Fast forward less than ten years and the concept of "social networks" (read Facebook) rang the death knell for good old-fashioned emails. Private messages became increasingly rickety as less and less was there to be said, given that constant "updates" and "wall pictures" of everybody's latest night out meant little was left to the imagination.

By 2011, with the advent of iPhones and iWhatsits, most "distance" communication turned even more stunted.

Most Facebook interaction now consists of some people constantly publishing statuses (ie "omg my nephew's so cute!....xxxxxxx" or "fucks sake, stinky bloke nxt2me on bus") which is then followed by regular rounds of Facebook friends "liking" them (by simply clicking on a thumbs up button) or, if they feel more dexterous with the keyboard, leaving comments ranging from "wow", "xxx" or "awwwww" to "OMG!".

Who knows.
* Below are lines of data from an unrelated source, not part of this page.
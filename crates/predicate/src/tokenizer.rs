//! Splits filter text into flat `{left, operation, right}` token sets.
//!
//! The tokenizer works on space-separated blocks and only recognises operators at parenthesis
//! depth zero and outside quoted literals. It does not apply precedence: `a and b or c` comes out
//! as three comparisons separated by two combinator markers, and the parser folds them left to
//! right.

use log::trace;

const OPERATIONS: [&str; 14] = [
    "eq", "ne", "gt", "ge", "lt", "le", "and", "or", "not", "add", "sub", "mul", "div", "mod",
];

const COMBINATORS: [&str; 3] = ["and", "or", "not"];

const IMPLIED_BOOLEAN_FUNCTIONS: [&str; 3] = ["substringof", "endswith", "startswith"];

/// A single parse unit produced by [`tokenize`].
///
/// A set with an empty `left` and `right` is a combinator marker that joins the sets around it.
#[derive(Debug, Clone, Default, PartialEq, Eq)]
pub struct TokenSet {
    pub left: String,
    pub operation: String,
    pub right: String,
}

impl TokenSet {
    fn marker(operation: &str) -> Self {
        Self {
            operation: operation.to_ascii_lowercase(),
            ..Default::default()
        }
    }

    /// Whether this set only carries a combinator.
    pub fn is_marker(&self) -> bool {
        self.left.trim().is_empty() && self.right.trim().is_empty() && !self.operation.is_empty()
    }
}

/// Returns whether `token` is one of the filter operators, ignoring case.
pub fn is_operation(token: &str) -> bool {
    OPERATIONS.iter().any(|op| op.eq_ignore_ascii_case(token))
}

/// Returns whether `token` is `and`, `or` or `not`, ignoring case.
pub fn is_combinator(token: &str) -> bool {
    COMBINATORS.iter().any(|op| op.eq_ignore_ascii_case(token))
}

/// Tokenizes filter text. Blank text produces no token sets.
pub fn tokenize(filter: &str) -> Vec<TokenSet> {
    let mut filter = filter.trim();
    if filter.is_empty() {
        return Vec::new();
    }
    if let Some(inner) = strip_enclosing(filter) {
        filter = inner;
    }
    if is_implied_boolean(filter) {
        return Vec::new();
    }

    let blocks: Vec<&str> = filter.split(' ').filter(|b| !b.is_empty()).collect();
    let mut sets = Vec::new();
    let mut current = TokenSet::default();
    let mut depth: i64 = 0;
    let mut quote = None;
    let mut start = 0;

    for (index, block) in blocks.iter().enumerate() {
        depth += parenthesis_balance(block, &mut quote);
        if depth != 0 || quote.is_some() || !is_operation(block) {
            continue;
        }
        if current.left.trim().is_empty() {
            current.left = blocks[start..index].join(" ");
            current.operation = (*block).to_string();
            start = index + 1;
            if is_combinator(block) {
                current.right = blocks[start..].join(" ");
                sets.push(current);
                trace!("tokenized '{filter}' into {sets:?}");
                return sets;
            }
        } else {
            current.right = blocks[start..index].join(" ");
            sets.push(std::mem::take(&mut current));
            start = index + 1;
            if is_combinator(block) {
                sets.push(TokenSet::marker(block));
            }
        }
    }

    let remaining = blocks[start..].join(" ");
    if !current.left.trim().is_empty() {
        current.right = remaining;
        sets.push(current);
    } else if start > 0 && is_enclosed(&remaining) {
        // A group equal to the whole filter would tokenize to itself forever.
        sets.push(TokenSet {
            left: remaining,
            ..Default::default()
        });
    }
    trace!("tokenized '{filter}' into {sets:?}");
    sets
}

/// Returns whether `text` is a bare call to one of the boolean string functions, such as
/// `substringof('a', Name)`, which is a complete predicate on its own.
pub fn is_implied_boolean(text: &str) -> bool {
    let text = text.trim();
    if text.is_empty() || is_enclosed(text) || !text.contains('(') || !text.contains(')') {
        return false;
    }
    if bare_words(text).any(|word| OPERATIONS.contains(&word) || COMBINATORS.contains(&word)) {
        return false;
    }
    let first = text.split(' ').next().unwrap_or_default().to_ascii_lowercase();
    IMPLIED_BOOLEAN_FUNCTIONS
        .iter()
        .any(|name| first.starts_with(name))
}

/// Returns whether `text` starts with `(` and ends with `)`.
pub fn is_enclosed(text: &str) -> bool {
    enclosed_inner(text).is_some()
}

/// Returns the text between an outer `(` and `)`, if the text is wrapped in them.
pub(crate) fn enclosed_inner(text: &str) -> Option<&str> {
    text.strip_prefix('(')
        .and_then(|rest| rest.strip_suffix(')'))
        .filter(|inner| !inner.is_empty())
}

/// Strips one outer pair of parentheses, unless doing so would orphan the parentheses inside.
pub(crate) fn strip_enclosing(text: &str) -> Option<&str> {
    enclosed_inner(text)
        .filter(|inner| !has_orphaned_open_parenthesis(inner))
        .map(str::trim)
}

/// Detects text like `a eq 1) and (b eq 2` where stripping the outer parentheses of
/// `(a eq 1) and (b eq 2)` would have left a close before its open.
fn has_orphaned_open_parenthesis(text: &str) -> bool {
    let opens: Vec<usize> = text.match_indices('(').map(|(i, _)| i).collect();
    let closes: Vec<usize> = text.match_indices(')').map(|(i, _)| i).collect();
    opens.len() == closes.len()
        && opens
            .iter()
            .zip(closes.iter())
            .any(|(open, close)| close < open)
}

/// Parenthesis balance of a block, skipping quoted text. `quote` holds a quote left open by an
/// earlier block.
fn parenthesis_balance(block: &str, quote: &mut Option<char>) -> i64 {
    block.chars().fold(0, |depth, c| match (*quote, c) {
        (Some(open), c) if c == open => {
            *quote = None;
            depth
        }
        (Some(_), _) => depth,
        (None, '\'' | '"') => {
            *quote = Some(c);
            depth
        }
        (None, '(') => depth + 1,
        (None, ')') => depth - 1,
        _ => depth,
    })
}

/// The space-separated words of `text` that sit outside quoted literals.
fn bare_words(text: &str) -> impl Iterator<Item = &str> {
    let mut quote = None;
    text.split(' ').filter(move |word| {
        let bare = quote.is_none();
        parenthesis_balance(word, &mut quote);
        bare && quote.is_none()
    })
}

#[cfg(test)]
mod tests {
    use super::*;

    fn set(left: &str, operation: &str, right: &str) -> TokenSet {
        TokenSet {
            left: left.to_string(),
            operation: operation.to_string(),
            right: right.to_string(),
        }
    }

    #[test]
    fn blank_text_has_no_tokens() {
        assert!(tokenize("").is_empty());
        assert!(tokenize("   ").is_empty());
    }

    #[test]
    fn single_comparison() {
        assert_eq!(tokenize("MessageId eq 1"), vec![set("MessageId", "eq", "1")]);
    }

    #[test]
    fn unparenthesized_chain_yields_markers() {
        let sets = tokenize("a eq 1 and b eq 2 or c eq 3");
        assert_eq!(
            sets,
            vec![
                set("a", "eq", "1"),
                TokenSet::marker("and"),
                set("b", "eq", "2"),
                TokenSet::marker("or"),
                set("c", "eq", "3"),
            ]
        );
        assert!(sets[1].is_marker());
    }

    #[test]
    fn parenthesized_groups_split_on_the_combinator() {
        assert_eq!(
            tokenize("(a eq 1) and (b eq 2)"),
            vec![set("(a eq 1)", "and", "(b eq 2)")]
        );
    }

    #[test]
    fn outer_parentheses_are_stripped() {
        assert_eq!(tokenize("(a eq 1)"), vec![set("a", "eq", "1")]);
        assert_eq!(
            tokenize("((a eq 1) or (b eq 2))"),
            vec![set("(a eq 1)", "or", "(b eq 2)")]
        );
    }

    #[test]
    fn leading_not_takes_the_rest() {
        assert_eq!(
            tokenize("not (a lt 1 or a gt 5)"),
            vec![set("", "not", "(a lt 1 or a gt 5)")]
        );
    }

    #[test]
    fn trailing_group_after_combinator() {
        assert_eq!(
            tokenize("a eq 1 and (b eq 2)"),
            vec![
                set("a", "eq", "1"),
                TokenSet::marker("and"),
                set("(b eq 2)", "", ""),
            ]
        );
    }

    #[test]
    fn chained_arithmetic_keeps_the_last_operator() {
        // Only combinators chain; the trailing `gt 10` is dropped.
        assert_eq!(
            tokenize("MessageId add 5 gt 10"),
            vec![set("MessageId", "add", "5")]
        );
    }

    #[test]
    fn implied_boolean_calls_are_atomic() {
        assert!(is_implied_boolean("substringof('a', Name)"));
        assert!(is_implied_boolean("StartsWith(Name, 'x')"));
        assert!(!is_implied_boolean("substringof('a', Name) eq true"));
        assert!(!is_implied_boolean("(substringof('a', Name))"));
        assert!(tokenize("endswith(Name, 'z')").is_empty());
    }

    #[test]
    fn operators_inside_calls_are_ignored() {
        assert_eq!(
            tokenize("tolower(Name) eq 'a b'"),
            vec![set("tolower(Name)", "eq", "'a b'")]
        );
        assert_eq!(
            tokenize("substring(Name, 1) eq 'x'"),
            vec![set("substring(Name, 1)", "eq", "'x'")]
        );
    }

    #[test]
    fn operators_inside_quotes_are_text() {
        assert_eq!(
            tokenize("Name eq 'salt and pepper'"),
            vec![set("Name", "eq", "'salt and pepper'")]
        );
        assert_eq!(
            tokenize("(Name eq 'a) or (b') and BooleanValue"),
            vec![set("(Name eq 'a) or (b')", "and", "BooleanValue")]
        );
        assert!(is_implied_boolean("substringof('not eq', Name)"));
        assert!(tokenize("startswith(Name, 'x or y')").is_empty());
    }

    #[test]
    fn orphaned_parentheses_are_not_stripped() {
        assert!(has_orphaned_open_parenthesis("a eq 1) and (b eq 2"));
        assert!(!has_orphaned_open_parenthesis("a eq (1)"));
    }

    #[test]
    fn self_referencing_group_is_not_yielded() {
        assert!(tokenize("(a) (b)").is_empty());
    }
}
Perhaps the toll of said levels of stunted interaction on human evolution will be such that, in a few centuries, our vocal chords will go the wisdom tooth way and turn out too undeveloped to articulate proper words.

It may be that we even go full circle and return to caveman sounds, with our exchanges (whether in person or online), consisting of thumbs up, "OMG" groans, "lovely" grunts and scratching chk chk sounds emanating from the palate which, of course, will convey a round of "xxxxxxxxxx" in pure Facebook style.

As for the answer to "wat u bin up2" (if we manage to articulate that, that is), we'll just shove a proto-phone in front of our interlocutor's eyes and show them how we pulled faces to the iCamera in a nightclub.